══ Available data ══
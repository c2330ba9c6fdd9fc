use std::fmt;

use log::{error, info, warn};
use mio::{Events, Poll, PollOpt, Ready, Token};
use mio_extras::channel as mio_channel;
use rustdds::{
  no_key, serialization::CDRDeserializerAdapter, DomainParticipant, RTPSEntity, TopicKind,
};

use crate::{
  config::RecorderConfig,
  error::{dds_error, Result},
  msg::{Step, StepTopic},
  recorder::StepRecorder,
  ros2::{
    builtin_datatypes::{Gid, NodeEntitiesInfo},
    RosParticipant,
  },
  writer::EpisodeWriter,
};

// reader wakeups are edge triggered, so a read error must not end the drain
// unless it keeps repeating
const MAX_CONSECUTIVE_READ_ERRORS: usize = 8;

/// DDS side of the recorder: one participant, one step reader, and the
/// node announcement.
pub struct RecorderNode {
  node_info: NodeEntitiesInfo,
  ros_participant: RosParticipant,
  step_reader: no_key::DataReader<Step, CDRDeserializerAdapter<Step>>,
  // held for as long as the reader lives
  _domain_participant: DomainParticipant,
}

impl RecorderNode {
  const STOP_TOKEN: Token = Token(0);
  const STEP_READER_TOKEN: Token = Token(1);

  pub fn new(config: &RecorderConfig) -> Result<RecorderNode> {
    let domain_participant = DomainParticipant::new(config.domain_id).map_err(dds_error)?;

    let topic_name = StepTopic::topic_name(&config.topic);
    let step_topic = domain_participant
      .create_topic(
        topic_name.clone(),
        StepTopic::type_name(),
        &StepTopic::get_qos(),
        TopicKind::NoKey,
      )
      .map_err(dds_error)?;
    let subscriber = domain_participant
      .create_subscriber(&StepTopic::get_qos())
      .map_err(dds_error)?;
    let step_reader = subscriber
      .create_datareader_no_key_cdr::<Step>(&step_topic, None)
      .map_err(dds_error)?;

    let mut ros_participant = RosParticipant::new(&domain_participant)?;
    let mut node_info = NodeEntitiesInfo::new(&config.namespace, &config.node_name);
    node_info.add_reader(Gid::from_guid(step_reader.guid()));
    ros_participant.add_node_info(node_info.clone());

    info!(
      "Node {} listening on {} (domain {})",
      node_info.get_full_name(),
      topic_name,
      config.domain_id
    );

    Ok(RecorderNode {
      node_info,
      ros_participant,
      step_reader,
      _domain_participant: domain_participant,
    })
  }

  /// Feeds every received step to `recorder` until something arrives on
  /// `stop_receiver`.
  ///
  /// Steps that cannot be converted or do not fit the dataset are logged and
  /// dropped. Writer I/O failures end the loop with an error.
  pub fn spin<W: EpisodeWriter>(
    &mut self,
    recorder: &mut StepRecorder<W>,
    stop_receiver: &mio_channel::Receiver<()>,
  ) -> Result<()> {
    let poll = Poll::new()?;
    poll.register(
      stop_receiver,
      RecorderNode::STOP_TOKEN,
      Ready::readable(),
      PollOpt::edge(),
    )?;
    poll.register(
      &self.step_reader,
      RecorderNode::STEP_READER_TOKEN,
      Ready::readable(),
      PollOpt::edge(),
    )?;

    let mut events = Events::with_capacity(16);
    loop {
      poll.poll(&mut events, None)?;

      for event in events.iter() {
        if event.token() == RecorderNode::STOP_TOKEN {
          if stop_receiver.try_recv().is_ok() {
            info!("Stop requested.");
            return Ok(());
          }
        } else if event.token() == RecorderNode::STEP_READER_TOKEN {
          self.drain_steps(recorder)?;
        } else {
          warn!("Unexpected event token {:?}", event.token());
        }
      }
    }
  }

  fn drain_steps<W: EpisodeWriter>(&mut self, recorder: &mut StepRecorder<W>) -> Result<()> {
    let reader = &mut self.step_reader;
    drain_samples(
      || reader.take_next_sample().map(|s| s.map(|s| s.into_value())),
      recorder,
    )
  }

  /// Withdraws the node from the ROS2 graph.
  pub fn shutdown(&mut self) {
    self.ros_participant.remove_node_info(&self.node_info);
    self.ros_participant.clear();
  }
}

// Feeds samples to `recorder` until `next_sample` runs dry.
fn drain_samples<W, E, F>(mut next_sample: F, recorder: &mut StepRecorder<W>) -> Result<()>
where
  W: EpisodeWriter,
  E: fmt::Debug,
  F: FnMut() -> std::result::Result<Option<Step>, E>,
{
  let mut read_errors = 0;
  loop {
    let step = match next_sample() {
      Ok(Some(step)) => {
        read_errors = 0;
        step
      }
      Ok(None) => return Ok(()),
      Err(e) => {
        read_errors += 1;
        error!("Failed to read step sample: {:?}", e);
        if read_errors >= MAX_CONSECUTIVE_READ_ERRORS {
          error!("{} read errors in a row, waiting for new data.", read_errors);
          return Ok(());
        }
        continue;
      }
    };
    match recorder.handle_step(&step) {
      Ok(()) => (),
      Err(e) if e.is_per_message() => error!("Dropping step: {}", e),
      Err(e) => return Err(e),
    }
  }
}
═══
Scan the listing for "RosParticipant" and copy out each line that has it.

◆ **Worked solution**:
    RosParticipant,
  ros_participant: RosParticipant,
    let mut ros_participant = RosParticipant::new(&domain_participant)?;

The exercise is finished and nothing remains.